In Cychosz v. Cychosz, the testator, Stella Cychosz, had a relatively simple testamentary scheme that involved moderately complex mechanics regarding the disposition of the property. One of the estate beneficiaries claimed that Stella didn’t have full knowledge of significant portions of her will. The Wisconsin Court of Appeals disagreed.
Stella Cychosz executed a will giving the residue of her estate in equal shares to her sons Leonard, Dennis, John, and Robert. The will included a provision that provided:
It is my wish that this real property be divided after my death only as agreed upon by all of the residuary beneficiaries. To this end, the real property that is included in my estate shall be distributed to such residuary beneficiaries only on the condition that they agree that such real property shall not be partitioned for a period of thirty years after my death without the approval of all persons at any time owning such real property. By accepting an interest in the real property that is part of my estate, each beneficiary shall be deemed to have agreed to this restriction on the partition; any beneficiary who refuses to be bound by this agreement shall be obligated to disclaim his or her interest in such real property, in which case the disclaiming person’s interest shall be distributed proportionately to the other non-disclaiming residuary beneficiaries of my estate . . . .
John and Robert offered Stella’s will for probate. Leonard, as personal representative of Stella’s estate, objected and asked that the court admit a prior will that had no restrictions on the sale or partition of the land. Leonard claimed that the will offered by John and Robert was invalid because it was improperly executed, Stella lacked testamentary capacity, and Stella was unduly influenced.

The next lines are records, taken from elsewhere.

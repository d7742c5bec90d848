pub mod engine;
pub mod generation_stats;
pub mod loop_fn;
pub mod train_config;
pub mod worker;

pub use generation_stats::GenerationStats;
pub use loop_fn::{train_loop, TrainReport};
pub use train_config::TrainConfig;
pub use worker::run_generation;
use crate::loss::loss_type::Cost;

/// Binary cross-entropy for targets in [0, 1]; pair with a Sigmoid output.
///
/// No epsilon clamping: a prediction of exactly 0 or 1 against the opposite
/// target yields an infinite cost.
pub struct CrossEntropy;

impl Cost for CrossEntropy {
    fn cost(&self, actual: f64, predicted: f64) -> f64 {
        -(actual * predicted.ln() + (1.0 - actual) * (1.0 - predicted).ln())
    }

    fn derivative(&self, actual: f64, predicted: f64) -> f64 {
        (predicted - actual) / (predicted * (1.0 - predicted))
    }
}
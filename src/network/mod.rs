pub mod builder;
pub mod network;
pub mod neuron;
pub mod spec;

pub use builder::{Initializer, NetworkBuilder};
pub use network::{Layout, ParameterStore, Parameters};
pub use neuron::{Connection, Neuron, ThreadSlot};
pub use spec::NetworkSpec;
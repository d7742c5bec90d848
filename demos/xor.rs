use parallel_nn::{
    train_loop, ActivationFunction, Example, Initializer, LossType, NetworkBuilder, Partition, TrainConfig,
};

fn main() -> parallel_nn::Result<()> {
    env_logger::Builder::from_env(env_logger::Env::default().default_filter_or("warn")).init();

    let examples = vec![
        Example::new(vec![1.0, 0.0], vec![1.0]),
        Example::new(vec![1.0, 1.0], vec![0.0]),
        Example::new(vec![0.0, 1.0], vec![1.0]),
        Example::new(vec![0.0, 0.0], vec![0.0]),
    ];
    let inputs: Vec<Vec<f64>> = examples.iter().map(|e| e.input.clone()).collect();

    let activation = ActivationFunction::Sigmoid;
    let mut store = NetworkBuilder::new(vec![2, 4, 1], 2, Initializer::Uniform { seed: Some(7) })?
        .build_connected()?;
    let partition = Partition::new(examples, 2, 1)?;

    let report = train_loop(
        &mut store,
        &partition,
        &activation,
        &LossType::SquaredError,
        &TrainConfig::new(20_000, 2.0),
    )?;
    println!(
        "best average cost {:.6} at generation {:?}",
        report.best_cost, report.best_generation
    );

    for input in &inputs {
        let output = store.predict(0, &activation, input)?;
        println!("Input: {:?} -> Output: {:.4}", input, output[0]);
    }
    Ok(())
}
use crate::loss::loss_type::Cost;

/// e^(-actual · predicted); targets are expected to be ±1.
pub struct Exponential;

impl Cost for Exponential {
    fn cost(&self, actual: f64, predicted: f64) -> f64 {
        (-actual * predicted).exp()
    }

    fn derivative(&self, actual: f64, predicted: f64) -> f64 {
        -actual * self.cost(actual, predicted)
    }
}
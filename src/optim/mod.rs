pub mod sgd;

pub use sgd::Sgd;
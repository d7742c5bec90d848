use std::process;

use env_logger::Env;
use log::{error, info};

use parallel_nn::{load_csv, train_loop, NetworkSpec, Partition, Result, TrainConfig};

struct Args {
    training: String,
    config: Option<String>,
    save: Option<String>,
}

fn usage() -> ! {
    eprintln!("Usage: parallel-nn <training.csv> [--config spec.json] [--save network.txt]");
    eprintln!();
    eprintln!("  <training.csv>        one example per row, expected outputs in the last columns");
    eprintln!("  --config spec.json    network and training settings (defaults if omitted)");
    eprintln!("  --save network.txt    write the best network in text form after training");
    process::exit(2);
}

fn parse_args() -> Args {
    let mut args = std::env::args().skip(1);
    let mut training = None;
    let mut config = None;
    let mut save = None;

    while let Some(arg) = args.next() {
        match arg.as_str() {
            "--config" => {
                config = Some(args.next().unwrap_or_else(|| usage()));
                continue;
            }
            "--save" => {
                save = Some(args.next().unwrap_or_else(|| usage()));
                continue;
            }
            "-h" | "--help" => usage(),
            flag if flag.starts_with("--") => usage(),
            _ => {}
        }
        if training.is_some() {
            usage();
        }
        training = Some(arg);
    }

    match training {
        Some(training) => Args { training, config, save },
        None => usage(),
    }
}

fn run(args: &Args) -> Result<()> {
    let spec = match &args.config {
        Some(path) => NetworkSpec::load_json(path)?,
        None => NetworkSpec::default(),
    };
    info!(
        "layers {:?}, {} threads, learning rate {}, {} generations",
        spec.layers, spec.threads, spec.learning_rate, spec.generations
    );

    let examples = load_csv(&args.training, spec.output_size())?;
    let partition = Partition::new(examples, spec.threads, spec.output_size())?;
    info!("training on {} examples from {}", partition.len(), args.training);

    let mut store = spec.builder()?.build_connected()?;
    let report = train_loop(
        &mut store,
        &partition,
        &spec.activation,
        &spec.loss,
        &TrainConfig::from(&spec),
    )?;
    info!(
        "ran {} generations, best average cost {}",
        report.generations_run, report.best_cost
    );

    println!("{store}");
    if let Some(path) = &args.save {
        store.save_text(path)?;
        info!("saved network to {path}");
    }
    Ok(())
}

fn main() {
    env_logger::Builder::from_env(Env::default().default_filter_or("info")).init();

    let args = parse_args();
    if let Err(e) = run(&args) {
        error!("{e}");
        process::exit(1);
    }
}
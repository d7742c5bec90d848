pub mod activation;
pub mod checkpoint;
pub mod data;
pub mod error;
pub mod loss;
pub mod network;
pub mod optim;
pub mod train;

// Convenience re-exports
pub use activation::activation::{Activation, ActivationFunction};
pub use checkpoint::state::Checkpoint;
pub use data::dataset::{load_csv, Example};
pub use data::partition::Partition;
pub use error::{NetworkError, Result};
pub use loss::loss_type::{Cost, LossType};
pub use network::builder::{Initializer, NetworkBuilder};
pub use network::network::ParameterStore;
pub use network::spec::NetworkSpec;
pub use optim::sgd::Sgd;
pub use train::loop_fn::{train_loop, TrainReport};
pub use train::train_config::TrainConfig;
pub mod activation;

pub use activation::{Activation, ActivationFunction};
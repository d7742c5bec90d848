use crate::network::network::ParameterStore;

/// Plain full-batch gradient descent.
pub struct Sgd {
    pub learning_rate: f64,
}

impl Sgd {
    pub fn new(learning_rate: f64) -> Sgd {
        Sgd { learning_rate }
    }

    /// Folds every thread's accumulated gradients into one averaged update
    /// per bias and weight, applies it, and clears the accumulators.
    ///
    /// Every thread's input accumulator is rebased on the updated bias.
    /// Must not run while workers hold slots of `store`; the `&mut` borrow
    /// guarantees that.
    pub fn step(&self, store: &mut ParameterStore, n_examples: usize) {
        let scale = if n_examples == 0 {
            0.0
        } else {
            self.learning_rate / n_examples as f64
        };
        let ParameterStore { params, slots } = store;

        for (pos, neuron) in params.neurons.iter_mut().enumerate() {
            let mut bias_grad = 0.0;
            for slot in slots.iter_mut() {
                bias_grad += slot.bias_grad[pos];
                slot.bias_grad[pos] = 0.0;
            }
            neuron.bias -= scale * bias_grad;
            for slot in slots.iter_mut() {
                slot.input_accum[pos] = neuron.bias;
            }

            for (k, connection) in neuron.connections.iter_mut().enumerate() {
                let mut weight_grad = 0.0;
                for slot in slots.iter_mut() {
                    weight_grad += slot.weight_grad[pos][k];
                    slot.weight_grad[pos][k] = 0.0;
                }
                connection.weight -= scale * weight_grad;
            }
        }
    }
}
use serde::{Serialize, Deserialize};
use std::f64::consts::E;

/// Element-wise activation used by every neuron of the network.
///
/// `derivative` receives the same pre-activation value that was passed to
/// `function`, never the activated output.
pub trait Activation: Send + Sync {
    fn function(&self, x: f64) -> f64;
    fn derivative(&self, x: f64) -> f64;
}

#[derive(Debug, Clone, Copy, PartialEq, Serialize, Deserialize)]
#[serde(rename_all = "snake_case")]
pub enum ActivationFunction {
    Sigmoid,
    Tanh,
    #[serde(rename = "relu")]
    ReLU,
    #[serde(rename = "leaky_relu")]
    LeakyReLU { alpha: f64 },
    Identity,
    Elu { alpha: f64 },
    Swish,
}

fn sigmoid(x: f64) -> f64 {
    1.0 / (1.0 + E.powf(-x))
}

impl Activation for ActivationFunction {
    fn function(&self, x: f64) -> f64 {
        match *self {
            ActivationFunction::Sigmoid => sigmoid(x),
            ActivationFunction::Tanh => x.tanh(),
            ActivationFunction::ReLU => {
                if x > 0.0 {
                    x
                } else {
                    0.0
                }
            }
            ActivationFunction::LeakyReLU { alpha } => {
                if x > 0.0 {
                    x
                } else {
                    alpha * x
                }
            }
            ActivationFunction::Identity => x,
            ActivationFunction::Elu { alpha } => {
                if x > 0.0 {
                    x
                } else {
                    alpha * (E.powf(x) - 1.0)
                }
            }
            ActivationFunction::Swish => x * sigmoid(x),
        }
    }

    /// The kinks of ReLU and LeakyReLU take the mean of both one-sided slopes.
    fn derivative(&self, x: f64) -> f64 {
        match *self {
            ActivationFunction::Sigmoid => {
                let s = sigmoid(x);
                s * (1.0 - s)
            }
            ActivationFunction::Tanh => {
                let t = x.tanh();
                1.0 - t * t
            }
            ActivationFunction::ReLU => {
                if x > 0.0 {
                    1.0
                } else if x == 0.0 {
                    0.5
                } else {
                    0.0
                }
            }
            ActivationFunction::LeakyReLU { alpha } => {
                if x > 0.0 {
                    1.0
                } else if x == 0.0 {
                    (1.0 + alpha) / 2.0
                } else {
                    alpha
                }
            }
            ActivationFunction::Identity => 1.0,
            ActivationFunction::Elu { alpha } => {
                if x > 0.0 {
                    1.0
                } else {
                    alpha * E.powf(x)
                }
            }
            ActivationFunction::Swish => {
                let s = sigmoid(x);
                s + x * s * (1.0 - s)
            }
        }
    }
}

impl Default for ActivationFunction {
    fn default() -> Self {
        ActivationFunction::LeakyReLU { alpha: 0.2 }
    }
}
/// Weighted edge to a neuron of a later layer, addressed by its position.
#[derive(Debug, Clone, Copy, PartialEq)]
pub struct Connection {
    pub(crate) target: usize,
    pub(crate) weight: f64,
}

impl Connection {
    pub fn new(target: usize, weight: f64) -> Connection {
        Connection { target, weight }
    }

    pub fn target(&self) -> usize {
        self.target
    }

    pub fn weight(&self) -> f64 {
        self.weight
    }
}

/// One unit of the network. Owns its outgoing connections; per-thread
/// scratch lives in the store's `ThreadSlot`s.
#[derive(Debug, Clone, PartialEq)]
pub struct Neuron {
    pub(crate) bias: f64,
    pub(crate) position: usize,
    pub(crate) connections: Vec<Connection>,
}

impl Neuron {
    pub fn new(position: usize, bias: f64) -> Neuron {
        Neuron { bias, position, connections: Vec::new() }
    }

    pub fn bias(&self) -> f64 {
        self.bias
    }

    pub fn position(&self) -> usize {
        self.position
    }

    pub fn connections(&self) -> &[Connection] {
        &self.connections
    }

    /// Index of the first connection pointing at `target`.
    pub fn connection_index(&self, target: usize) -> Option<usize> {
        self.connections.iter().position(|c| c.target == target)
    }
}

/// Per-thread scratch for every neuron and connection of the network,
/// indexed by neuron position (and connection index for `weight_grad`).
///
/// Each worker owns exactly one slot for the duration of a generation, so
/// concurrent workers never write to the same memory.
#[derive(Debug, Clone, PartialEq)]
pub struct ThreadSlot {
    pub(crate) input_accum: Vec<f64>,
    pub(crate) pre_activation: Vec<f64>,
    pub(crate) delta: Vec<f64>,
    pub(crate) bias_grad: Vec<f64>,
    pub(crate) weight_grad: Vec<Vec<f64>>,
}

impl ThreadSlot {
    /// Running pre-activation sum; equals the bias between examples.
    pub fn input_accum(&self, position: usize) -> f64 {
        self.input_accum[position]
    }

    /// Pre-activation recorded by the last forward pass on this thread.
    pub fn pre_activation(&self, position: usize) -> f64 {
        self.pre_activation[position]
    }

    pub fn delta(&self, position: usize) -> f64 {
        self.delta[position]
    }

    pub fn bias_grad(&self, position: usize) -> f64 {
        self.bias_grad[position]
    }

    pub fn weight_grad(&self, position: usize, connection: usize) -> f64 {
        self.weight_grad[position][connection]
    }
}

At trial, Leonard claimed that Stella did not have full knowledge of significant portions of her will. In particular, Leonard argued that Stella never contemplated the provision in her will conditioning the distribution of the real estate upon an agreement by each beneficiary that the property would not be partitioned for 30 years. Leonard also argued that Stella did not understand that any beneficiary who refused to be bound by the agreement was obligated to disclaim his or her interest in the property.
As is often the case, the drafting attorney’s testimony carried significant weight. James Noonan testified that he went through the will with Stella prior to its execution and discussed the provisions of the will. Noonan specifically discussed the provision that would prohibit the beneficiaries from partitioning the property for 30 years. Noonan testified that this restriction was a “simple concept” that Stella clearly understood. Noonan further testified that he did not consider it necessary to discuss with Stella “the way in which that was achieved.”

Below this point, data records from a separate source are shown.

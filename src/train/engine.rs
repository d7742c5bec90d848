use crate::activation::activation::Activation;
use crate::data::dataset::Example;
use crate::error::{ConcurrencyError, DataError, Result};
use crate::loss::loss_type::Cost;
use crate::network::network::{ParameterStore, Parameters};
use crate::network::neuron::ThreadSlot;

// ---------------------------------------------------------------------------
// Forward/backward pass for one worker thread
// ---------------------------------------------------------------------------
//
// Every function here reads weights, biases and topology through `&Parameters`
// and writes only to the caller's `ThreadSlot`. Workers holding disjoint slots
// can therefore run over the same parameters concurrently.

/// Adds each input component onto an input neuron's accumulator, wrapping
/// around the input layer when the example is wider than it.
fn distribute(params: &Parameters, slot: &mut ThreadSlot, input: &[f64]) {
    let n_input = params.layout.input_size();
    for (i, &x) in input.iter().enumerate() {
        slot.input_accum[i % n_input] += x;
    }
}

/// Pushes activations through every working neuron in ascending position
/// order, recording each pre-activation and resetting its accumulator to the
/// bias once consumed.
fn propagate<A: Activation + ?Sized>(params: &Parameters, slot: &mut ThreadSlot, activation: &A) {
    for neuron in &params.neurons[..params.layout.working()] {
        let pos = neuron.position;
        let z = slot.input_accum[pos];
        slot.pre_activation[pos] = z;
        let a = activation.function(z);
        for c in &neuron.connections {
            slot.input_accum[c.target] += c.weight * a;
        }
        slot.input_accum[pos] = neuron.bias;
    }
}

/// An example needs one target per output neuron.
fn check_targets(params: &Parameters, example: &Example) -> std::result::Result<(), DataError> {
    let expected = params.layout.output_size();
    if example.output.len() != expected {
        return Err(DataError::TargetWidth { expected, found: example.output.len() });
    }
    Ok(())
}

/// Runs one example through the network and accumulates its gradients into
/// `slot`. Returns the example's cost summed over all outputs.
///
/// An example without exactly one target per output neuron is rejected
/// before anything in `slot` changes.
pub fn forward_backward<A, C>(
    params: &Parameters,
    slot: &mut ThreadSlot,
    activation: &A,
    cost: &C,
    example: &Example,
) -> Result<f64>
where
    A: Activation + ?Sized,
    C: Cost + ?Sized,
{
    check_targets(params, example)?;
    distribute(params, slot, &example.input);
    propagate(params, slot, activation);

    // Output layer: prediction, cost and the seed deltas.
    let mut total = 0.0;
    let outputs = params.layout.output_range();
    for (neuron, &actual) in params.neurons[outputs].iter().zip(&example.output) {
        let pos = neuron.position;
        let z = slot.input_accum[pos];
        slot.pre_activation[pos] = z;
        let predicted = activation.function(z);
        let delta = cost.derivative(actual, predicted) * activation.derivative(z);
        slot.delta[pos] = delta;
        slot.bias_grad[pos] += delta;
        total += cost.cost(actual, predicted);
        slot.input_accum[pos] = neuron.bias;
    }

    // Backward: descending positions visit every target before its sources.
    for neuron in params.neurons[..params.layout.working()].iter().rev() {
        let pos = neuron.position;
        let cum_delta: f64 = neuron
            .connections
            .iter()
            .map(|c| slot.delta[c.target] * c.weight)
            .sum();
        let z = slot.pre_activation[pos];
        let delta = cum_delta * activation.derivative(z);
        slot.delta[pos] = delta;
        slot.bias_grad[pos] += delta;

        let a = activation.function(z);
        for (k, c) in neuron.connections.iter().enumerate() {
            slot.weight_grad[pos][k] += a * slot.delta[c.target];
        }
    }

    Ok(total)
}

/// Processes a whole shard in order; returns the summed cost.
pub fn run_shard<A, C>(
    params: &Parameters,
    slot: &mut ThreadSlot,
    activation: &A,
    cost: &C,
    shard: &[Example],
) -> Result<f64>
where
    A: Activation + ?Sized,
    C: Cost + ?Sized,
{
    let mut total = 0.0;
    for example in shard {
        total += forward_backward(params, slot, activation, cost, example)?;
    }
    Ok(total)
}

/// Forward pass only. Accumulators are back at their biases afterwards and
/// no gradient is touched.
pub fn predict<A: Activation + ?Sized>(
    params: &Parameters,
    slot: &mut ThreadSlot,
    activation: &A,
    input: &[f64],
) -> Vec<f64> {
    distribute(params, slot, input);
    propagate(params, slot, activation);
    params.neurons[params.layout.output_range()]
        .iter()
        .map(|neuron| {
            let pos = neuron.position;
            let predicted = activation.function(slot.input_accum[pos]);
            slot.input_accum[pos] = neuron.bias;
            predicted
        })
        .collect()
}

/// Summed cost of `examples` under the current parameters, without touching
/// any gradient.
pub fn total_cost<A, C>(
    params: &Parameters,
    slot: &mut ThreadSlot,
    activation: &A,
    cost: &C,
    examples: &[Example],
) -> Result<f64>
where
    A: Activation + ?Sized,
    C: Cost + ?Sized,
{
    let mut total = 0.0;
    for example in examples {
        check_targets(params, example)?;
        total += predict(params, slot, activation, &example.input)
            .iter()
            .zip(&example.output)
            .map(|(&predicted, &actual)| cost.cost(actual, predicted))
            .sum::<f64>();
    }
    Ok(total)
}

impl ParameterStore {
    fn worker_view(&mut self, thread: usize) -> Result<(&Parameters, &mut ThreadSlot)> {
        let (params, slots) = self.split_for_workers();
        let count = slots.len();
        match slots.get_mut(thread) {
            Some(slot) => Ok((params, slot)),
            None => Err(ConcurrencyError::NoSuchSlot { thread, slots: count }.into()),
        }
    }

    /// `forward_backward` on the slot of `thread`.
    pub fn forward_backward<A, C>(
        &mut self,
        thread: usize,
        activation: &A,
        cost: &C,
        example: &Example,
    ) -> Result<f64>
    where
        A: Activation + ?Sized,
        C: Cost + ?Sized,
    {
        let (params, slot) = self.worker_view(thread)?;
        forward_backward(params, slot, activation, cost, example)
    }

    /// `predict` on the slot of `thread`.
    pub fn predict<A: Activation + ?Sized>(
        &mut self,
        thread: usize,
        activation: &A,
        input: &[f64],
    ) -> Result<Vec<f64>> {
        let (params, slot) = self.worker_view(thread)?;
        Ok(predict(params, slot, activation, input))
    }

    /// Mean cost per example, evaluated on thread slot 0.
    pub fn average_cost<A, C>(&mut self, activation: &A, cost: &C, examples: &[Example]) -> Result<f64>
    where
        A: Activation + ?Sized,
        C: Cost + ?Sized,
    {
        if examples.is_empty() {
            return Ok(0.0);
        }
        let (params, slot) = self.worker_view(0)?;
        Ok(total_cost(params, slot, activation, cost, examples)? / examples.len() as f64)
    }
}

#[cfg(test)]
mod tests {
    use super::*;
    use crate::activation::activation::ActivationFunction;
    use crate::error::NetworkError;
    use crate::loss::loss_type::LossType;
    use crate::network::builder::{Initializer, NetworkBuilder};

    fn store(sizes: &[usize], threads: usize, init: Initializer) -> ParameterStore {
        NetworkBuilder::new(sizes.to_vec(), threads, init).unwrap().build_connected().unwrap()
    }

    fn unit() -> Initializer {
        Initializer::Constant { weight: 1.0, bias: 0.0 }
    }

    #[test]
    fn wide_inputs_wrap_around_the_input_layer() {
        let mut s = store(&[2, 1], 1, unit());
        let out = s.predict(0, &ActivationFunction::Identity, &[1.0, 2.0, 3.0]).unwrap();
        // neuron 0 receives 1 + 3, neuron 1 receives 2
        assert_eq!(out, vec![6.0]);
    }

    #[test]
    fn accumulators_return_to_bias_after_each_example() {
        let mut s = store(&[2, 3, 1], 2, Initializer::Uniform { seed: Some(11) });
        let example = Example::new(vec![0.3, -0.8], vec![0.5]);
        s.forward_backward(1, &ActivationFunction::Sigmoid, &LossType::SquaredError, &example).unwrap();
        for neuron in s.neurons() {
            assert_eq!(s.slot(1).input_accum(neuron.position()), neuron.bias());
        }
    }

    #[test]
    fn forward_backward_leaves_parameters_and_other_slots_alone() {
        let mut s = store(&[2, 2, 1], 3, Initializer::Uniform { seed: Some(5) });
        let params_before = s.params().clone();
        let slot0_before = s.slot(0).clone();
        let slot2_before = s.slot(2).clone();

        let example = Example::new(vec![1.0, 0.5], vec![0.0]);
        s.forward_backward(1, &ActivationFunction::Tanh, &LossType::SquaredError, &example).unwrap();

        assert_eq!(s.params(), &params_before);
        assert_eq!(s.slot(0), &slot0_before);
        assert_eq!(s.slot(2), &slot2_before);
        assert_ne!(s.slot(1).bias_grad(4), 0.0);
    }

    #[test]
    fn predict_does_not_touch_gradients() {
        let mut s = store(&[1, 2, 1], 1, Initializer::Uniform { seed: Some(2) });
        let before = s.clone();
        s.predict(0, &ActivationFunction::Sigmoid, &[0.25]).unwrap();
        assert_eq!(s.slot(0).bias_grad, before.slot(0).bias_grad);
        assert_eq!(s.slot(0).weight_grad, before.slot(0).weight_grad);
        assert_eq!(s.slot(0).input_accum, before.slot(0).input_accum);
    }

    #[test]
    fn gradients_accumulate_across_examples() {
        let mut s = store(&[1, 1], 1, Initializer::Constant { weight: 0.5, bias: 0.0 });
        let example = Example::new(vec![2.0], vec![0.0]);
        let act = ActivationFunction::Identity;
        // prediction = 2 * 0.5 = 1, delta = 1, weight grad = 2 * 1
        s.forward_backward(0, &act, &LossType::SquaredError, &example).unwrap();
        assert_eq!(s.slot(0).delta(1), 1.0);
        assert_eq!(s.slot(0).weight_grad(0, 0), 2.0);
        s.forward_backward(0, &act, &LossType::SquaredError, &example).unwrap();
        assert_eq!(s.slot(0).bias_grad(1), 2.0);
        assert_eq!(s.slot(0).weight_grad(0, 0), 4.0);
        // input neuron: delta = 1 * 0.5
        assert_eq!(s.slot(0).bias_grad(0), 1.0);
    }

    #[test]
    fn run_shard_sums_example_costs() {
        let mut s = store(&[1, 1], 1, unit());
        let shard = vec![
            Example::new(vec![1.0], vec![3.0]),
            Example::new(vec![2.0], vec![2.0]),
        ];
        let (params, slots) = s.split_for_workers();
        let act = ActivationFunction::Identity;
        let total = run_shard(params, &mut slots[0], &act, &LossType::SquaredError, &shard).unwrap();
        // (3 - 1)^2 / 2 + 0
        assert_eq!(total, 2.0);
    }

    #[test]
    fn rejects_examples_with_the_wrong_number_of_targets() {
        let mut s = store(&[1, 2], 1, unit());
        let act = ActivationFunction::Identity;
        s.forward_backward(0, &act, &LossType::SquaredError, &Example::new(vec![1.0], vec![0.0, 0.0]))
            .unwrap();
        let after_first = s.slot(0).clone();

        for targets in [vec![0.0], vec![0.0, 0.0, 0.0]] {
            let err = s
                .forward_backward(0, &act, &LossType::SquaredError, &Example::new(vec![1.0], targets.clone()))
                .unwrap_err();
            assert!(matches!(
                err,
                NetworkError::Data(DataError::TargetWidth { expected: 2, found }) if found == targets.len()
            ));
        }
        // Nothing from the rejected examples reaches the accumulators.
        assert_eq!(s.slot(0), &after_first);
        assert_eq!(s.slot(0).bias_grad(0), 2.0);

        let short = [Example::new(vec![1.0], vec![0.0])];
        assert!(s.average_cost(&act, &LossType::SquaredError, &short).is_err());
    }

    #[test]
    fn unknown_thread_slot_is_an_error() {
        let mut s = store(&[1, 1], 2, unit());
        let err = s.predict(2, &ActivationFunction::Identity, &[1.0]).unwrap_err();
        assert!(matches!(
            err,
            NetworkError::Concurrency(ConcurrencyError::NoSuchSlot { thread: 2, slots: 2 })
        ));
        let example = Example::new(vec![1.0], vec![1.0]);
        let act = ActivationFunction::Identity;
        assert!(s.forward_backward(5, &act, &LossType::SquaredError, &example).is_err());
    }
}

Leonard had two attorneys testify that Stella should have been made aware of the disclaimer provision in order to have a full understanding of the contents of the will. The court, however, accepted Noonan’s testimony that it was not necessary to discuss “whether or not she had to actually know the mechanics of how her will would be effected.”
Noonan’s testimony was also powerful as it related to the testamentary capacity claims. In addition to Stella’s physician’s testimony, Noonan testified that Stella was “very sharp” when they discussed the terms of her will. Noonan also testified that there was “no question” about Stella’s capacity, and that she gave him a detailed account of her real estate and how she wanted it distributed in kind and not sold.

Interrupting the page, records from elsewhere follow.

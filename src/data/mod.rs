pub mod dataset;
pub mod partition;

pub use dataset::{load_csv, parse_csv, Example};
pub use partition::Partition;
use std::sync::mpsc;
use std::sync::{Arc, atomic::AtomicBool};

use crate::network::spec::NetworkSpec;
use crate::train::generation_stats::GenerationStats;

/// Configuration for a `train_loop` run.
///
/// # Fields
/// - `generations`   : full-batch updates to run
/// - `learning_rate` : gradient descent step size
/// - `progress_tx`   : optional channel sender; one `GenerationStats` is sent
///                     per completed generation. If the receiver is dropped
///                     the loop stops after that generation.
/// - `stop_flag`     : optional atomic flag; when set to `true` from another
///                     thread the loop stops before the next generation.
pub struct TrainConfig {
    pub generations: usize,
    pub learning_rate: f64,
    pub progress_tx: Option<mpsc::Sender<GenerationStats>>,
    pub stop_flag: Option<Arc<AtomicBool>>,
}

impl TrainConfig {
    /// Creates a minimal `TrainConfig` with no progress channel and no stop flag.
    pub fn new(generations: usize, learning_rate: f64) -> Self {
        TrainConfig {
            generations,
            learning_rate,
            progress_tx: None,
            stop_flag: None,
        }
    }
}

impl From<&NetworkSpec> for TrainConfig {
    fn from(spec: &NetworkSpec) -> Self {
        TrainConfig::new(spec.generations, spec.learning_rate)
    }
}
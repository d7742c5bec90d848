use crate::loss::loss_type::Cost;

pub struct AbsoluteError;

impl Cost for AbsoluteError {
    fn cost(&self, actual: f64, predicted: f64) -> f64 {
        (actual - predicted).abs()
    }

    /// Subgradient; 0 when the prediction is exact.
    fn derivative(&self, actual: f64, predicted: f64) -> f64 {
        if predicted > actual {
            1.0
        } else if predicted < actual {
            -1.0
        } else {
            0.0
        }
    }
}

Noonan’s testimony provides some helpful pointers for estate planning attorneys. First, make sure to carefully go over each provision in a will as well as the general concepts. It probably makes a lot of sense to document this with a memo to file or contemporaneous affidavit.
Second, in every case it is worth walking through potential capacity issues. Satisfy yourself that the testator has sufficient capacity by discussing the testator’s knowledge of all of his or her assets, knowledge of family members, and desired distribution of assets. If the testator wants to cut out a close family member, such as a child, discuss why the testator is making that decision.
Even though the Wisconsin Court of Appeals decided that it was not necessary for Stella to understand the mechanics of her will, it is probably worth going over the mechanics anyway to avoid unnecessary issues down the road.